# LISTED ENTRIES
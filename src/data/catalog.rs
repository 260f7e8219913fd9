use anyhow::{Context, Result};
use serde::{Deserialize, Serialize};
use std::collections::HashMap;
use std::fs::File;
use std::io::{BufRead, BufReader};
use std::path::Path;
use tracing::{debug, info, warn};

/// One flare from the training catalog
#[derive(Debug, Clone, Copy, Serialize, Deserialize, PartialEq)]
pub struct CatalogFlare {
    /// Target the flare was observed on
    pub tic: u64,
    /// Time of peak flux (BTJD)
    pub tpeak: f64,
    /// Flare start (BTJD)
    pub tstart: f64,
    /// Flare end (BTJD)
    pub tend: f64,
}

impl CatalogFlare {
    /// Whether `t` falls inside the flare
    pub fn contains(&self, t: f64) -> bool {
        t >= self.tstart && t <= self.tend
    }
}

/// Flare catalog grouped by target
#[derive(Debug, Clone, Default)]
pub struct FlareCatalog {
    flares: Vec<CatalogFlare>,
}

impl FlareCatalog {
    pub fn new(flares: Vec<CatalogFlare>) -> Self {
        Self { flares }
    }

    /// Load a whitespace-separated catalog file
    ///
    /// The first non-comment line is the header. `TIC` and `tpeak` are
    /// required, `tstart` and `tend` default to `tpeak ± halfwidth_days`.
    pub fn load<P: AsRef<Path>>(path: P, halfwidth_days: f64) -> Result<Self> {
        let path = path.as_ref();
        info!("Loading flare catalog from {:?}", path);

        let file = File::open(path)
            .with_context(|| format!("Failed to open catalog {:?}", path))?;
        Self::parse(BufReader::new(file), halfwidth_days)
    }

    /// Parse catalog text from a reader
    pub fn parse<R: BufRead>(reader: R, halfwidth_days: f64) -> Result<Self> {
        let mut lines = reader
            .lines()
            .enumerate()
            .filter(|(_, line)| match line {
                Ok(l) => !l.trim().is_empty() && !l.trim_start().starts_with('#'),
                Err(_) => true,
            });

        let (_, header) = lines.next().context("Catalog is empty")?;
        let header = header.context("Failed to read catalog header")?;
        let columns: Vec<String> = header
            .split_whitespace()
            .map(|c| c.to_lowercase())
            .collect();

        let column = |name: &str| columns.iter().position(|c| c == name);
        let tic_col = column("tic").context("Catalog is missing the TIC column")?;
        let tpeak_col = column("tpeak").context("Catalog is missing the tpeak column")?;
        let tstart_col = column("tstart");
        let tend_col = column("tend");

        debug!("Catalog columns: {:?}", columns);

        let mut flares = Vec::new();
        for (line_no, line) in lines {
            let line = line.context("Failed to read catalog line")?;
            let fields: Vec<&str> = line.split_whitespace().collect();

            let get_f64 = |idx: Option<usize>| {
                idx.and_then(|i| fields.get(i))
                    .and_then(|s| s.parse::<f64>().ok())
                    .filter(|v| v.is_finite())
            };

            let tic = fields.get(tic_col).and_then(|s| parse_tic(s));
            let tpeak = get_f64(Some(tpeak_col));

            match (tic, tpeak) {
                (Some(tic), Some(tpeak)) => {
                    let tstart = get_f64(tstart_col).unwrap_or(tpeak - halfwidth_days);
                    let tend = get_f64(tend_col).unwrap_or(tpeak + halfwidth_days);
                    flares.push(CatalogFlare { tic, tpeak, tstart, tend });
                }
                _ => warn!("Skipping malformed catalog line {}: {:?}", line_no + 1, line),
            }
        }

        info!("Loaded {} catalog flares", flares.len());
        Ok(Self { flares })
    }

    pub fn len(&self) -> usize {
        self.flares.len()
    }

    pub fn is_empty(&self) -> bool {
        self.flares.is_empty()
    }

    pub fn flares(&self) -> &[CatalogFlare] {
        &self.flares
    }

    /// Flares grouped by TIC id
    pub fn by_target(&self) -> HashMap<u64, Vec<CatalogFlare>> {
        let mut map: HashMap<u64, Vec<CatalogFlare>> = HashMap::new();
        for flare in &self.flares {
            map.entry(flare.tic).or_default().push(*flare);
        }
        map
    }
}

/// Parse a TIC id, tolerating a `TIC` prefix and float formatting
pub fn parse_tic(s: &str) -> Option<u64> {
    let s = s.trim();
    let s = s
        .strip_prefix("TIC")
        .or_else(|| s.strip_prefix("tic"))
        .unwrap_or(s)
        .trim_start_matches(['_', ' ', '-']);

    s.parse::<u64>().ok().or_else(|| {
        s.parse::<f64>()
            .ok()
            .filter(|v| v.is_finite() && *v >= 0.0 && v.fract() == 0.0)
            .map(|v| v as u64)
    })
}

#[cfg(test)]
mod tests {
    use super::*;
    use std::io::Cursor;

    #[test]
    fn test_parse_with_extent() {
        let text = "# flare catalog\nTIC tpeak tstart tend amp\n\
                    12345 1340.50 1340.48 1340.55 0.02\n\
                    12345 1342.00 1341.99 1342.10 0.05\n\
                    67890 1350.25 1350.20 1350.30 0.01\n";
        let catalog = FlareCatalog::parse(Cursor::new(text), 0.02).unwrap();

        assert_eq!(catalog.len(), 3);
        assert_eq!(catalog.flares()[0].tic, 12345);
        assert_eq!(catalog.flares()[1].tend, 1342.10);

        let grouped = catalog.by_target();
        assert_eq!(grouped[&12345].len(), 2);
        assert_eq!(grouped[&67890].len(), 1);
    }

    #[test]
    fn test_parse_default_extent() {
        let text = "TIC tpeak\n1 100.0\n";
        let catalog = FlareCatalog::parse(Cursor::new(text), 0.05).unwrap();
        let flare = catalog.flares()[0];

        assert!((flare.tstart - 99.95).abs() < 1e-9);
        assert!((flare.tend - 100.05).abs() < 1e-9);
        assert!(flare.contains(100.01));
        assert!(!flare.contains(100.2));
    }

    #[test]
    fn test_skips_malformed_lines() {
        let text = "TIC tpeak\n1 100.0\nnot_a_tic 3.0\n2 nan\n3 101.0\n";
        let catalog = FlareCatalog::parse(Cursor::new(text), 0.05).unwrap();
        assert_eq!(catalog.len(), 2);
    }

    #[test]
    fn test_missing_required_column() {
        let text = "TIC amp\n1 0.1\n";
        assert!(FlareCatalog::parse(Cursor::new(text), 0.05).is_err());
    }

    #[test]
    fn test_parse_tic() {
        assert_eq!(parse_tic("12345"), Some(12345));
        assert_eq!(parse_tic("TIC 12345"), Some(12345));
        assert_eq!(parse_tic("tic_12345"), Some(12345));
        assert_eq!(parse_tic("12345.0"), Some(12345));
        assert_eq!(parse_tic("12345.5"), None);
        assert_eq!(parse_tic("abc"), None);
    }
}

...

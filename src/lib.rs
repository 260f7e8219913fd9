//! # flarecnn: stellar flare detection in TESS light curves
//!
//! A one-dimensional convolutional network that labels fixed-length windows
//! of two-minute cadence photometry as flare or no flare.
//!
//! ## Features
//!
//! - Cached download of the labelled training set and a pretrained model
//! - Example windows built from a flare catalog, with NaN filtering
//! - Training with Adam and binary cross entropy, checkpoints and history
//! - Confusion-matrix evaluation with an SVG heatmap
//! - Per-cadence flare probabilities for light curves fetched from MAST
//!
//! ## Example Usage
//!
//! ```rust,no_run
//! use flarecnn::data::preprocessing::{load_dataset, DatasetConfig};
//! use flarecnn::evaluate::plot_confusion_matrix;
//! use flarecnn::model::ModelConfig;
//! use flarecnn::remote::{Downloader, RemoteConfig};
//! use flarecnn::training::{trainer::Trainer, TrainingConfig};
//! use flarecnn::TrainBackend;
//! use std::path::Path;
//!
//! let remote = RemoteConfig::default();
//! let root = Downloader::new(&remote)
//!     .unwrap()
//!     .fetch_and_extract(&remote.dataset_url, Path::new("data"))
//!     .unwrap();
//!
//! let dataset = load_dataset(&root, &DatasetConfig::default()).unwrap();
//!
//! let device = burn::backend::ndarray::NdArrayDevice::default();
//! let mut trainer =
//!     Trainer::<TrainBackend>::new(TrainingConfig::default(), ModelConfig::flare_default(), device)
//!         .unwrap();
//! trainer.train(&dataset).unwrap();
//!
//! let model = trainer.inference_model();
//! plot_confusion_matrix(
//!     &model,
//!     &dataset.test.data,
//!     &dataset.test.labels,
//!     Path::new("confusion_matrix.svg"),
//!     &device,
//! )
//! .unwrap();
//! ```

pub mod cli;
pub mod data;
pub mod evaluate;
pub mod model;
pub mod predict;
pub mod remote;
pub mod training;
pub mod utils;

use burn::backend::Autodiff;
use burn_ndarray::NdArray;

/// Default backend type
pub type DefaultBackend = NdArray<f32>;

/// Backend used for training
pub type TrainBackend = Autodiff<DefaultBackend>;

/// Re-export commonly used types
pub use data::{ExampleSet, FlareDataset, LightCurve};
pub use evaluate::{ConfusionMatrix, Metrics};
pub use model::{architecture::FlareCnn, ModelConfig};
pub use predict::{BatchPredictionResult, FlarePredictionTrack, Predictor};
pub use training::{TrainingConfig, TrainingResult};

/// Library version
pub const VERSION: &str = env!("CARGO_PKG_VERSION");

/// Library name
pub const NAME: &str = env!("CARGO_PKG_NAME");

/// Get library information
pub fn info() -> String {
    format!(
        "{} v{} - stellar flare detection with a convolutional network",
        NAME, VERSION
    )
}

==

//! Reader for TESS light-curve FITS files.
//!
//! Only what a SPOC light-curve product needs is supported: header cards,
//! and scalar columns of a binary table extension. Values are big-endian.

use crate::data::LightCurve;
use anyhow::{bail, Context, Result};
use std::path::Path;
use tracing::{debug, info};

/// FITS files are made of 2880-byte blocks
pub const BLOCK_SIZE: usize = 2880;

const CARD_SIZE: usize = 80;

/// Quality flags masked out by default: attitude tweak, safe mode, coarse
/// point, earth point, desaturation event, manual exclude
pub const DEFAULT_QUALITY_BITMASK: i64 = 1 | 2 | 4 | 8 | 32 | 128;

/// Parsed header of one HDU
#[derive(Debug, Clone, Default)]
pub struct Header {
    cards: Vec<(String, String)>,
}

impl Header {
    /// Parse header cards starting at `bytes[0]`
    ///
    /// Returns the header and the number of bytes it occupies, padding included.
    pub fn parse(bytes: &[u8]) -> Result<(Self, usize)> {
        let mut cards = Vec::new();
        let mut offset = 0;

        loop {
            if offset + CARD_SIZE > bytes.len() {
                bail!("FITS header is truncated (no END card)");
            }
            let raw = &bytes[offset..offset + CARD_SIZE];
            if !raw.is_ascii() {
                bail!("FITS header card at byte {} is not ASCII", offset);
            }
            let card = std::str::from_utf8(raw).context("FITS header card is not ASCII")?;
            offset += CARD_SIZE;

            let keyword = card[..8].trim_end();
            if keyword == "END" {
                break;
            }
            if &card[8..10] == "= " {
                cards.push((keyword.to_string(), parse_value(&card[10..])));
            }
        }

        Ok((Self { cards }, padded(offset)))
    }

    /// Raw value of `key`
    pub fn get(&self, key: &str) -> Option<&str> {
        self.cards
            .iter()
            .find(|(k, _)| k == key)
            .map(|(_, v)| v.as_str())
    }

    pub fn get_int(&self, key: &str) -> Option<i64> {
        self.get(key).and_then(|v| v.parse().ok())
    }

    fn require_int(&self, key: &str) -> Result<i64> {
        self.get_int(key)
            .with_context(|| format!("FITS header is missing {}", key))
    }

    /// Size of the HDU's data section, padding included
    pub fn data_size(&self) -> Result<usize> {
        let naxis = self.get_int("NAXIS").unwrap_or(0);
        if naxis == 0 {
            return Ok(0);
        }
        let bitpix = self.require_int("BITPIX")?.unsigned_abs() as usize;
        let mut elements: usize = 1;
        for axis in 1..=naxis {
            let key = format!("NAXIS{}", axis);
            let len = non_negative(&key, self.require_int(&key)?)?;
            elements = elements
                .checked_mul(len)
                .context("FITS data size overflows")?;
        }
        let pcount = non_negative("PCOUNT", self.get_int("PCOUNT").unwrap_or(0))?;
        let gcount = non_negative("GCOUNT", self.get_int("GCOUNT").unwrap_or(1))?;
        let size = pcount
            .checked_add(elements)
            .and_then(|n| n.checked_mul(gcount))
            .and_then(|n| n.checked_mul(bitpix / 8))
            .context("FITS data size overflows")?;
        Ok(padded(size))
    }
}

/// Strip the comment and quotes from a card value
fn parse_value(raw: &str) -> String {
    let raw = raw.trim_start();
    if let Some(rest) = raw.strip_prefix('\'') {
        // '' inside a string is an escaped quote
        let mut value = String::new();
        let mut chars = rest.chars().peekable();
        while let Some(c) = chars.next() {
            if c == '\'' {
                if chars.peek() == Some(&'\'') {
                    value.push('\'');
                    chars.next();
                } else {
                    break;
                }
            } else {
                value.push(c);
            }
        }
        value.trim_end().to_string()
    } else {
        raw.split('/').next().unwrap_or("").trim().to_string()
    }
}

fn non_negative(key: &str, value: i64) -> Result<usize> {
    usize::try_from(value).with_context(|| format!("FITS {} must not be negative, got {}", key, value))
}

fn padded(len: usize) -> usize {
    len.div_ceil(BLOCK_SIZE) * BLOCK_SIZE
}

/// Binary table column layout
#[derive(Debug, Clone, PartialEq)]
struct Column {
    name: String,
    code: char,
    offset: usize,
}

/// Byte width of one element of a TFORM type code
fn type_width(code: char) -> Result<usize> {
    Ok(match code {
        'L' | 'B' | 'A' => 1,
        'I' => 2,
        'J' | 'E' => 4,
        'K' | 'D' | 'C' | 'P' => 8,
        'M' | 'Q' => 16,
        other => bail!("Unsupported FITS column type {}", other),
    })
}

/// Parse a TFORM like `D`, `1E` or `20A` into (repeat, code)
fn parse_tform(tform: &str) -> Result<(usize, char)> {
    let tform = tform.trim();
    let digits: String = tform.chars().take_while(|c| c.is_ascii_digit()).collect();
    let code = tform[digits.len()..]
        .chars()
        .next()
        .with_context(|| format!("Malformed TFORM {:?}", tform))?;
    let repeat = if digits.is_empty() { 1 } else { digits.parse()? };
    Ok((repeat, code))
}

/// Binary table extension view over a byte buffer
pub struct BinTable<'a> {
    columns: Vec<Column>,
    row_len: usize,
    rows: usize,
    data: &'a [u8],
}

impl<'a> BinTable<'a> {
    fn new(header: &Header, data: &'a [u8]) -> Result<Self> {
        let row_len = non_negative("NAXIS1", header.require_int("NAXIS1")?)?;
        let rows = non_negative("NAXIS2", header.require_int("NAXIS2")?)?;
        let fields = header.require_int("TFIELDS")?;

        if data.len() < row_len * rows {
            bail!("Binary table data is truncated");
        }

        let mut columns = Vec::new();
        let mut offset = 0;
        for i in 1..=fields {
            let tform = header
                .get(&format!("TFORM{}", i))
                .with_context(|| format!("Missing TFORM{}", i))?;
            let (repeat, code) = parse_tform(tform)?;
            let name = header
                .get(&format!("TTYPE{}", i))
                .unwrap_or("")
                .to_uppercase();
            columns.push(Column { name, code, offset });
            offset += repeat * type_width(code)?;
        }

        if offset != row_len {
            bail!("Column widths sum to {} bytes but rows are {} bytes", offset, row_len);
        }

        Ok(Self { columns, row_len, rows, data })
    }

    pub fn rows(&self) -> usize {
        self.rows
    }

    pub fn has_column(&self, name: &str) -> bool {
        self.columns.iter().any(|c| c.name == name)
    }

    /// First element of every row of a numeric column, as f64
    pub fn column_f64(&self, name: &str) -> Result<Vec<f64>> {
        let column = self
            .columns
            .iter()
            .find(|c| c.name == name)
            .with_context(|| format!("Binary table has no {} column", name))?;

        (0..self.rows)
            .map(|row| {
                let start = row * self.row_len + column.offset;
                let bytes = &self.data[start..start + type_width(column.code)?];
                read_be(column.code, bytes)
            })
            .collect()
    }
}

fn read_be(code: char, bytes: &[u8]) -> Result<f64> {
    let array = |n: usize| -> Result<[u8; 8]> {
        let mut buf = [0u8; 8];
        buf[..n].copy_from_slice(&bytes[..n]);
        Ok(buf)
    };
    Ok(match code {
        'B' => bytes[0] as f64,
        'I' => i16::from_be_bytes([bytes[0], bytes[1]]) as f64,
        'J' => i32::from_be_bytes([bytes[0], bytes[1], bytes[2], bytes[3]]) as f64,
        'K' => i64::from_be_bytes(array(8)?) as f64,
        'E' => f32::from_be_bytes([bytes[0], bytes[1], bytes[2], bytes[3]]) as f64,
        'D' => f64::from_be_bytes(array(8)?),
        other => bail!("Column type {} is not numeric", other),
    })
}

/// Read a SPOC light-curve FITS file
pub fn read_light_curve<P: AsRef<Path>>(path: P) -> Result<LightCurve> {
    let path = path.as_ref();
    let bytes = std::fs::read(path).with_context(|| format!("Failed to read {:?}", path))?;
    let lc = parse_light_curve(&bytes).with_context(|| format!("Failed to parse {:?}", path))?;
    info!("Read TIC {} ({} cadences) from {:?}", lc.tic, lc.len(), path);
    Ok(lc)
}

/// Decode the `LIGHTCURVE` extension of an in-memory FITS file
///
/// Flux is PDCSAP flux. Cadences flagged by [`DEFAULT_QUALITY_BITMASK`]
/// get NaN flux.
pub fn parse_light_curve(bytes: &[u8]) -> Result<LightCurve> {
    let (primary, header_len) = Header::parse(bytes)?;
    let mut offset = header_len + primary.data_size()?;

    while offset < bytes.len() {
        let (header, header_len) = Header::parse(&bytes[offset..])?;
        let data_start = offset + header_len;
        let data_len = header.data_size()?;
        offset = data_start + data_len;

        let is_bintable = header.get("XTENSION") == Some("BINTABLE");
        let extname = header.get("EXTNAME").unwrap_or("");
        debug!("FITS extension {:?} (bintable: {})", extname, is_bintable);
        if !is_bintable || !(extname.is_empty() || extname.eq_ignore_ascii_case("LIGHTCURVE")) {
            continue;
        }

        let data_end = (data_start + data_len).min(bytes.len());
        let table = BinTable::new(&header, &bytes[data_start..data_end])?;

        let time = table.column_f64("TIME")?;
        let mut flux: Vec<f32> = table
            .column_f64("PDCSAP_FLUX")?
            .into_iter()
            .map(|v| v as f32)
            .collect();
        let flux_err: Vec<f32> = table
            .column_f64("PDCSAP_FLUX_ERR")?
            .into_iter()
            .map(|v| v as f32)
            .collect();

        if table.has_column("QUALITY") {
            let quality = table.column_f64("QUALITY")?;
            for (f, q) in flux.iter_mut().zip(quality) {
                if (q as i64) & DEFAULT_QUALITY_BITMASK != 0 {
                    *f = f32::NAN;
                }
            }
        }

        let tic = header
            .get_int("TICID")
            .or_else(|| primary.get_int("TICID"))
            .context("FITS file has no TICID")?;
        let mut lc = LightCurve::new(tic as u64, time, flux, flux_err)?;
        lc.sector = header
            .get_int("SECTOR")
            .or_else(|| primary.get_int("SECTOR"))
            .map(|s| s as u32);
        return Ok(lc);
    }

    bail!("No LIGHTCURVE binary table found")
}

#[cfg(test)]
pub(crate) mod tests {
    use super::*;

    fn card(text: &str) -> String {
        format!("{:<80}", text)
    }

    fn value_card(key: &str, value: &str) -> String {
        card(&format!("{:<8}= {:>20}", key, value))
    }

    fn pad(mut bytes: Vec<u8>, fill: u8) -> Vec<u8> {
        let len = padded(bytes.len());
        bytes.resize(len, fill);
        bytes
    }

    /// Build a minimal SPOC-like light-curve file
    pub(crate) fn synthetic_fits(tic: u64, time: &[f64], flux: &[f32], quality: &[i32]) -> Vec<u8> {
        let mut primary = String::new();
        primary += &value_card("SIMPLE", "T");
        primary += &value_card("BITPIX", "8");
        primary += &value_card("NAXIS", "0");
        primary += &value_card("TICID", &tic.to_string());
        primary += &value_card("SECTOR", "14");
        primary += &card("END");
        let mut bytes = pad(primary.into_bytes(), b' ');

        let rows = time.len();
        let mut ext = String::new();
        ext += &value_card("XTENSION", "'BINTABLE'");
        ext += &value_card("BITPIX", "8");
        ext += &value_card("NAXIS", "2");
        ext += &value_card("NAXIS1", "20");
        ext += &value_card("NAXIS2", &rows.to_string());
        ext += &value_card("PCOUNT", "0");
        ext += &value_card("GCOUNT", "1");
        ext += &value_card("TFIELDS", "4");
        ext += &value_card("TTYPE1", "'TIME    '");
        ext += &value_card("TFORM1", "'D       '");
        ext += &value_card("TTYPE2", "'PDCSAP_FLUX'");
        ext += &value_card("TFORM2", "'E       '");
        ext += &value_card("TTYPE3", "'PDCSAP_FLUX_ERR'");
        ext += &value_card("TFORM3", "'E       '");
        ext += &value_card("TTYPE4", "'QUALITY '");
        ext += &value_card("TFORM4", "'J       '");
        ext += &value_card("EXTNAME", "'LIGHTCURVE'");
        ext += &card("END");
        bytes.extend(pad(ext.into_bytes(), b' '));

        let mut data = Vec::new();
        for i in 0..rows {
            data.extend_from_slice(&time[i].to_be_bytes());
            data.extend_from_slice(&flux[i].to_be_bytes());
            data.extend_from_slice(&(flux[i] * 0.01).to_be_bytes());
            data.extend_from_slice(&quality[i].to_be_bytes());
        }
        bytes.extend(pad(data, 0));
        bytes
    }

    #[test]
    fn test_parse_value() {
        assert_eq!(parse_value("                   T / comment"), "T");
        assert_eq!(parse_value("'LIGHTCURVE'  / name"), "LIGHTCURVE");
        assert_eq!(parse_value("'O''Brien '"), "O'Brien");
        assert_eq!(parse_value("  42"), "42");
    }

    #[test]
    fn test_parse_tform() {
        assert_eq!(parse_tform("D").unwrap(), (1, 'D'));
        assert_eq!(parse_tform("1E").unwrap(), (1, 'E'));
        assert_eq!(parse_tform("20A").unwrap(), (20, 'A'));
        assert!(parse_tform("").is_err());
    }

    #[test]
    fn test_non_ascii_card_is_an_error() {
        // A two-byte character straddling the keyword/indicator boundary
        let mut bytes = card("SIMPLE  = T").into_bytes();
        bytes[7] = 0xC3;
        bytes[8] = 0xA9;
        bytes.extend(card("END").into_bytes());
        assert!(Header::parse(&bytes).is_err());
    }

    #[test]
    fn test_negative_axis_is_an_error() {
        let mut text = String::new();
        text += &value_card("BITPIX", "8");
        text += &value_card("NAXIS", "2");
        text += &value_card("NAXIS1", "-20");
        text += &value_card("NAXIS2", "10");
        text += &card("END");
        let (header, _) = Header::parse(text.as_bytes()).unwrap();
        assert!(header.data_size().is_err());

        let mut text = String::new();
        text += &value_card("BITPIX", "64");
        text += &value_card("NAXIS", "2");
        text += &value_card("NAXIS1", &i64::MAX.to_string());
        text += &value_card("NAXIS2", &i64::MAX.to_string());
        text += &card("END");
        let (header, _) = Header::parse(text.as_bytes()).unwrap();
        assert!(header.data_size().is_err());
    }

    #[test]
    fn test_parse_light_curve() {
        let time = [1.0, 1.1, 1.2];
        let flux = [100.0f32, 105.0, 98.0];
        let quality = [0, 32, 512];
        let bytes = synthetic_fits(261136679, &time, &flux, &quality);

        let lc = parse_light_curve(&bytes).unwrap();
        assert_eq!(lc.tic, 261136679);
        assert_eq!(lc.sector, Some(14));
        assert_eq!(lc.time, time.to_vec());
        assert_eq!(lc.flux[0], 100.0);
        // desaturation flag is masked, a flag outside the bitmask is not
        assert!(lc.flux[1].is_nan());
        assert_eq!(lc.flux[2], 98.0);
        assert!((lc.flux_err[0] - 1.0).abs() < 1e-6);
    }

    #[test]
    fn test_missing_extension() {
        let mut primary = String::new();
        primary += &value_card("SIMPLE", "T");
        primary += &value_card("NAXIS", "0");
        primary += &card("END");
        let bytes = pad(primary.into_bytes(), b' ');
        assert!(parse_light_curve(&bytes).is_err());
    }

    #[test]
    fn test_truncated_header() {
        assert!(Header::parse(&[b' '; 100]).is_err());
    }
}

# WORK INSTRUCTIONS
Isolate the lines above that contain the word "Autodiff" and copy them.

# EXERCISE ANSWER
use burn::backend::Autodiff;
pub type TrainBackend = Autodiff<DefaultBackend>;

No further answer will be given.